Good example: In the generated TypeScript code below, the 'contract' is the IHttpApiBridge and IHttpEndopintOptions interfaces. You can see the generated code doesn't actually contain any logic, but delegates the real work to the user-supplied client. This client can be upgraded independently, as long as it still complies with the contract.

export class SomeGeneratedService {
    constructor(private client: IHttpApiBridge) {}

    public myEndpoint(body: SomeRequestBody): Promise<void> {
        const options: IHttpEndpointOptions = {
            data: body,
            endpointPath: "/my-endpoint",
            method: "POST",
            requestMediaType: MediaType.APPLICATION_JSON,
            responseMediaType: MediaType.APPLICATION_JSON,
        };
        return this.client.callEndpoint<void>(options);
    }
}

Bad example: In the snippet below, the generated code is not decoupled from the actual fetch implementation. This is sub-optimal because users are not able to substitute their own client and would not even be able to pick up improvements/bugfixes to the parseResponseBasedOnContentType or rejectNon2XXResponses functions without asking the API author to re-publish this API with a new conjure version.

export class SomeGeneratedService {
    constructor(private url: string) {}

    public myEndpoint(body: SomeRequestBody): Promise<void> {
        return fetch(url + "/my-endpoint", {
            credentials: "same-origin",
            method: "POST",
            headers: {
                Authorization: `Bearer ${getAuthHeaderSomehow()}`
            }
        })
        .then(parseResponseBasedOnContentType)
        .then(rejectNon2XXResponses);
    }
}

Suggested repositories

(1) Generator

Conjure generators should explicitly define what contract their generated code will conform to. This contract could be an existing external one like Retrofit or Feign annotations, or a brand-new set of custom-written interfaces.

(2) Contract implementations

Ideally, one git repository should contain all client implementations (this example has two flavours, foo and bar) and any server wiring code:

conjure-<lang>-runtime
├── conjure-<lang>-foo-client
├── conjure-<lang>-bar-client
└── conjure-<lang>-baz-server

(3) Contract definitions and shared objects

For maximum safety, it is recommended to put contract definitions, serialization code and shared objects in another separate repo, e.g. conjure-<lang>-contract. 'Shared objects' include any types that are be shared between all generated APIs, e.g.
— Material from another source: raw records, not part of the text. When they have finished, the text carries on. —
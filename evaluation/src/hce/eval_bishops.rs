use super::HCEConfig;
use crate::hce::context::EvalContext;
use cozy_chess::{Color, Piece};
use utils::LIGHT_SQUARES;

/// Own pawns beyond this many on a bishop's colour make it "bad".
const TOLERATED_SAME_COLOR_PAWNS: u32 = 2;

/// Bad bishop: hemmed in by our own pawns on its square colour.
#[inline(always)]
pub(super) fn evaluate(ctx: &EvalContext, color: Color, config: &HCEConfig) -> i16 {
    let bishops = ctx.pieces(color, Piece::Bishop);
    if bishops.is_empty() {
        return 0;
    }

    let my_pawns = ctx.pieces(color, Piece::Pawn);
    let light_pawns = (my_pawns & LIGHT_SQUARES).len();
    let dark_pawns = my_pawns.len() - light_pawns;

    let mut cp = 0i16;
    for sq in bishops {
        let same_color = if LIGHT_SQUARES.has(sq) {
            light_pawns
        } else {
            dark_pawns
        };
        let excess = same_color.saturating_sub(TOLERATED_SAME_COLOR_PAWNS) as i16;
        cp -= config.bad_bishop_penalty * excess;
    }
    cp
}

#[cfg(test)]
mod tests {
    use super::*;
    use cozy_chess::Board;
    use utils::Position;

    #[test]
    fn pawns_on_bishop_color_hurt() {
        let board: Board = "4k3/8/8/8/2P1P3/1P1P4/8/4KB2 w - - 0 1".parse().unwrap();
        let position = Position::new(&board);
        let ctx = EvalContext::new(&position, 1.0);
        let config = HCEConfig::default();
        // Bishop on f1 with b3, d3, c4 and e4 all on light squares
        assert_eq!(evaluate(&ctx, Color::White, &config), -2 * config.bad_bishop_penalty);
    }
}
SafeLong. Ideally, this repo would change very infrequently and its changelog would be very easy to read.

conjure-<lang>-contract
├── conjure-<lang>-foo-contract
├── conjure-<lang>-bar-contract
├── conjure-<lang>-baz-contract
├── conjure-<lang>-jackson-serialization
└── conjure-<lang>-lib

If maintaining three repos is deemed an excessive overhead for maintainers, it is also tolerable to colocate all these contract definitions and shared objects with the implementations mentioned earlier:

 conjure-<lang>-runtime
+├── conjure-<lang>-foo-contract
 ├── conjure-<lang>-foo-client
+├── conjure-<lang>-bar-contract
 ├── conjure-<lang>-bar-client
+├── conjure-<lang>-baz-contract
 ├── conjure-<lang>-baz-server
+├── conjure-<lang>-jackson-serialization
+└── conjure-<lang>-lib

Alternatives considered

Everything in one repository

Makes it hard for maintainers to comply with Goals 1 and 2, because one PR to this repository could inadvertently change the contract between generated code and client implementations, such that there might be two conjurized APIs that cannot be satisfied by a single client implementation.

Goal 1 in particular is hard to comply with because implementations don't have a clear contract to adhere to.

Generated artifacts contain client implementations inline

Violates Goal 1 (bring your own client) - users can't upgrade the client to fix a bug in e.g. the failover behaviour without having to ask the API maintainer to upgrade the generator and re-publish the relevant conjurized API (which might require back-porting).